What's Moffitt, and-- and what are your colleagues doing to improve cancer care for minorities and marginalized and vulnerable populations?

ROBERT KEENAN: We have had a Diversity and Inclusion Office now, uh, for-- for quite a number of years. A big focus of that is the sensitivity around how to make sure that we are trying to provide the best care for patients, uh, and recognizing the unique experiences of people with different racial and cultural backgrounds.

Just recently, uh, maybe a year or so ago now, we actually created a new Associate Center Director-- sort of the equivalent of a vise president-- position for community outreach and inclusion. Uh, that's Dr. Susan Vadaparampil. And her mandate is to make sure that Moffitt is not just in the community but it is part of the community. It is, how are we going to reach out to disadvantaged, uh, populations? Populations of color, and making sure that we are working with governmental and nongovernmental agencies to provide the access to care that they need.

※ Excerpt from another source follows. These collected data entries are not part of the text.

//! # Input Stems
//!
//! * [`VariantFlag::StandardStem`]: a single ``3 -> 64`` 7x7 conv, stride 2.
//! * [`VariantFlag::DeepStem`]: three 3x3 convs,
//!   ``3 -> 32`` (stride 2), ``32 -> 32``, ``32 -> 64``.
//!
//! Every stem conv is a [`ConvUnit`] with ReLU at the stem's learning-rate
//! multiplier. The network follows the stem with a 3x3 / stride 2 max pool.

use crate::layers::blocks::conv_unit::{ConvUnit, ConvUnitConfig, ConvUnitMeta};
use crate::models::resnet::stage_config::VariantFlag;
use crate::utility::params::{ParamDescriptor, ParamInventory, RecordShapes, join_path};
use bimm_contracts::assert_shape_contract_periodically;
use burn::config::Config;
use burn::module::Module;
use burn::prelude::{Backend, Tensor};

/// Image channels consumed by every stem.
pub const STEM_IN_CHANNELS: usize = 3;

/// Channels produced by every stem.
pub const STEM_OUT_CHANNELS: usize = 64;

/// ``(in_channels, out_channels, kernel_size, stride)`` per stem conv.
const STANDARD_STEM_LAYOUT: [(usize, usize, usize, usize); 1] = [(3, 64, 7, 2)];

const DEEP_STEM_LAYOUT: [(usize, usize, usize, usize); 3] =
    [(3, 32, 3, 2), (32, 32, 3, 1), (32, 64, 3, 1)];

/// [`ResNetStem`] Config.
#[derive(Config, Debug)]
pub struct ResNetStemConfig {
    /// The stem convolutions, in order.
    pub units: Vec<ConvUnitConfig>,
}

impl ResNetStemConfig {
    /// Build the stem for a variant.
    pub fn for_variant(
        variant: VariantFlag,
        lr_multiplier: f64,
    ) -> Self {
        let layout: &[(usize, usize, usize, usize)] = match variant {
            VariantFlag::StandardStem => &STANDARD_STEM_LAYOUT,
            VariantFlag::DeepStem => &DEEP_STEM_LAYOUT,
        };
        Self::new(
            layout
                .iter()
                .map(|&(in_channels, out_channels, kernel_size, stride)| {
                    ConvUnitConfig::new(in_channels, out_channels, kernel_size)
                        .with_stride(stride)
                        .with_lr_multiplier(lr_multiplier)
                })
                .collect(),
        )
    }

    /// Input channels of the first conv.
    pub fn in_channels(&self) -> usize {
        self.units.first().map_or(STEM_IN_CHANNELS, |u| u.in_channels())
    }

    /// Output channels of the last conv.
    pub fn out_channels(&self) -> usize {
        self.units
            .last()
            .map_or(STEM_IN_CHANNELS, |u| u.out_channels())
    }

    /// Get the output resolution for a given input resolution.
    pub fn output_resolution(
        &self,
        input_resolution: [usize; 2],
    ) -> [usize; 2] {
        self.units
            .iter()
            .fold(input_resolution, |res, unit| unit.output_resolution(res))
    }

    /// Get the output resolution for a given input resolution.
    ///
    /// ``None`` if the input is too small for the stem.
    pub fn maybe_output_resolution(
        &self,
        input_resolution: [usize; 2],
    ) -> Option<[usize; 2]> {
        self.units
            .iter()
            .try_fold(input_resolution, |res, unit| unit.maybe_output_resolution(res))
    }

    /// Initialize a [`ResNetStem`].
    pub fn init<B: Backend>(
        &self,
        device: &B::Device,
    ) -> ResNetStem<B> {
        ResNetStem {
            units: self.units.iter().map(|unit| unit.init(device)).collect(),
        }
    }
}

/// `ResNet` input stem.
#[derive(Module, Debug)]
pub struct ResNetStem<B: Backend> {
    /// The stem convolutions, in order.
    pub units: Vec<ConvUnit<B>>,
}

impl<B: Backend> ResNetStem<B> {
    /// Input channels of the first conv.
    pub fn in_channels(&self) -> usize {
        self.units.first().map_or(STEM_IN_CHANNELS, |u| u.in_channels())
    }

    /// Output channels of the last conv.
    pub fn out_channels(&self) -> usize {
        self.units
            .last()
            .map_or(STEM_IN_CHANNELS, |u| u.out_channels())
    }

    /// Get the output resolution for a given input resolution.
    pub fn output_resolution(
        &self,
        input_resolution: [usize; 2],
    ) -> [usize; 2] {
        self.units
            .iter()
            .fold(input_resolution, |res, unit| unit.output_resolution(res))
    }

    /// Get the output resolution for a given input resolution.
    ///
    /// ``None`` if the input is too small for the stem.
    pub fn maybe_output_resolution(
        &self,
        input_resolution: [usize; 2],
    ) -> Option<[usize; 2]> {
        self.units
            .iter()
            .try_fold(input_resolution, |res, unit| unit.maybe_output_resolution(res))
    }

    /// Forward Pass.
    ///
    /// # Arguments
    ///
    /// - `input`: ``[batch, 3, height, width]``.
    ///
    /// # Returns
    ///
    /// ``[batch, 64, out_height, out_width]``
    pub fn forward(
        &self,
        input: Tensor<B, 4>,
    ) -> Tensor<B, 4> {
        assert_shape_contract_periodically!(
            ["batch", "in_channels", "height", "width"],
            &input,
            &[("in_channels", self.in_channels())]
        );

        self.units
            .iter()
            .fold(input, |x, unit| unit.forward(x))
    }
}

impl<B: Backend> ParamInventory for ResNetStem<B> {
    fn collect_params(
        &self,
        prefix: &str,
        params: &mut Vec<ParamDescriptor>,
    ) {
        for (idx, unit) in self.units.iter().enumerate() {
            unit.collect_params(&join_path(prefix, &format!("units.{idx}")), params);
        }
    }
}

impl<B: Backend> RecordShapes for ResNetStemRecord<B> {
    fn collect_shapes(
        &self,
        prefix: &str,
        shapes: &mut Vec<(String, Vec<usize>)>,
    ) {
        for (idx, unit) in self.units.iter().enumerate() {
            unit.collect_shapes(&join_path(prefix, &format!("units.{idx}")), shapes);
        }
    }
}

It extends to some of our screening programs. We have a Mole Patrol. We've had prostate cancer screening. We have lung cancer screening. Trying to make that available to individuals who may not have insurance coverage, uh, to allow them to get screening elsewhere.

So it's extremely important, uh, that we try to not only get, uh, disadvantaged patients for clinical trials, but frankly just for standard of care, uh, and that's a big part of what-- what Susan's job is, and those of us on the clinical side working with her.

JOHN WHYTE: Well, Dr. Keenan, I want to thank you for taking the time today to-- to share your insight as to how COVID is impacting cancer care and what the future may look like.

ROBERT KEENAN: Thank you, Dr. Whyte.

JOHN WHYTE: And thank you for watching Coronavirus in Context.